Task details: Using the line that contains "tagged-element encoder that" as the first line and the last line of the data as the final one, give every line in that range again exactly.

==== Source data ====

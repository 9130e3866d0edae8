//! Page fetching
//!
//! One page, bounded retries.
//!
//! # Overview
//!
//! [`PageFetcher`] sends a page request through a [`Transport`], classifies
//! what comes back and retries transient failures with a linearly growing
//! pause. Pages after the first are preceded by a fixed pacing pause.
//!
//! [`Transport`]: crate::http::Transport

mod fetcher;
mod page;

pub use fetcher::{retry_delay, AttemptOutcome, PageFetcher, Sleeper, TokioSleeper};
pub use page::Page;
//! Interactive credential entry

use crate::error::{Error, Result, ResultExt};
use crate::types::Credentials;
use std::io::{self, BufRead, Write};

/// Source of answers to credential prompts
pub trait Prompt {
    /// Read one echoed line
    fn line(&mut self, message: &str) -> io::Result<String>;

    /// Read one line without echo
    fn secret(&mut self, message: &str) -> io::Result<String>;
}

/// Prompts on the controlling terminal
#[derive(Debug, Default)]
pub struct Terminal;

impl Prompt for Terminal {
    fn line(&mut self, message: &str) -> io::Result<String> {
        print!("{message}");
        io::stdout().flush()?;

        let mut input = String::new();
        io::stdin().lock().read_line(&mut input)?;
        Ok(input)
    }

    fn secret(&mut self, message: &str) -> io::Result<String> {
        rpassword::prompt_password(message)
    }
}

/// Credentials from flags or environment, prompting for whatever is missing.
///
/// Values are trimmed. Either one ending up empty is an error.
pub fn resolve_credentials(
    session_id: Option<String>,
    hall_ticket: Option<String>,
    prompt: &mut impl Prompt,
) -> Result<Credentials> {
    let session_id = match session_id {
        Some(value) => value,
        None => prompt
            .line("Please enter your ASP.NETSessionId: ")
            .context("Failed to read ASP.NETSessionId")?,
    };
    let hall_ticket = match hall_ticket {
        Some(value) => value,
        None => prompt
            .secret("Please enter your hallticket: ")
            .context("Failed to read hallticket")?,
    };

    let credentials = Credentials::new(session_id.trim(), hall_ticket.trim());
    if !credentials.is_complete() {
        return Err(Error::config(
            "Both ASP.NETSessionId and hallticket are required!",
        ));
    }
    Ok(credentials)
}
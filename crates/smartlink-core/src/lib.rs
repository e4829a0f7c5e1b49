//! # smartlink-core
//!
//! Pure protocol library for SmartLink-style WiFi provisioning: the CRC-8
//! engine, the credential-to-length-stream encoder, and the pacing schedules
//! for the two timed broadcast phases.
//!
//! This crate is used by the broadcast engine (`smartlink-engine`). It has
//! zero dependencies on sockets, timers, or OS APIs, so every protocol rule
//! can be unit-tested without network access or wall-clock time.
//!
//! # How SmartLink works (for beginners)
//!
//! A headless WiFi device fresh out of the box cannot join a network — it
//! does not know the SSID or password yet. SmartLink provisioning gets the
//! credentials to it *without* any existing connection:
//!
//! 1. The configurator (this library's caller) broadcasts UDP datagrams on
//!    the local network. The device, sniffing WiFi traffic in monitor mode,
//!    cannot decrypt the payloads — but it *can* observe each datagram's
//!    **length**.
//!
//! 2. The credentials are therefore encoded into a sequence of datagram
//!    lengths: a 4-element header carrying the total length and its CRC,
//!    followed by 6-element frames each covering a 4-byte window of the
//!    credential buffer with a per-frame CRC and sequence number.
//!
//! 3. The device reassembles the byte stream from the observed lengths,
//!    verifies the CRCs, discards corrupted frames, and resynchronises via
//!    the sequence counters. Once it has the SSID and password it joins the
//!    network and registers itself with the provisioning token.
//!
//! This crate defines:
//!
//! - **`protocol`** – the CRC-8 primitive, the tagged-element encoder that
//!   turns a [`ProvisioningRequest`] into an [`EncodedFrameStream`], and the
//!   pure `(length, pause)` schedules for the wake-up and data phases.
//!
//! - **`domain`** – the [`ProvisioningRequest`] entity and its validation
//!   rules, with no infrastructure dependencies.

pub mod domain;
pub mod protocol;

// Re-export the most-used types at the crate root so callers can write
// `smartlink_core::encode` instead of `smartlink_core::protocol::encoder::encode`.
pub use domain::request::{ProvisioningRequest, ValidationError};
pub use protocol::crc8::crc8;
pub use protocol::element::{EncodedElement, EncodedFrameStream};
pub use protocol::encoder::{decode_header, encode, EncodeError};
pub use protocol::schedule::{data_schedule, wake_schedule, PacedSend};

====

Task answer:
//! - **`protocol`** – the CRC-8 primitive, the tagged-element encoder that
//!   turns a [`ProvisioningRequest`] into an [`EncodedFrameStream`], and the
//!   pure `(length, pause)` schedules for the wake-up and data phases.
//!
//! - **`domain`** – the [`ProvisioningRequest`] entity and its validation
//!   rules, with no infrastructure dependencies.

pub mod domain;
pub mod protocol;

// Re-export the most-used types at the crate root so callers can write
// `smartlink_core::encode` instead of `smartlink_core::protocol::encoder::encode`.
pub use domain::request::{ProvisioningRequest, ValidationError};
pub use protocol::crc8::crc8;
pub use protocol::element::{EncodedElement, EncodedFrameStream};
pub use protocol::encoder::{decode_header, encode, EncodeError};
pub use protocol::schedule::{data_schedule, wake_schedule, PacedSend};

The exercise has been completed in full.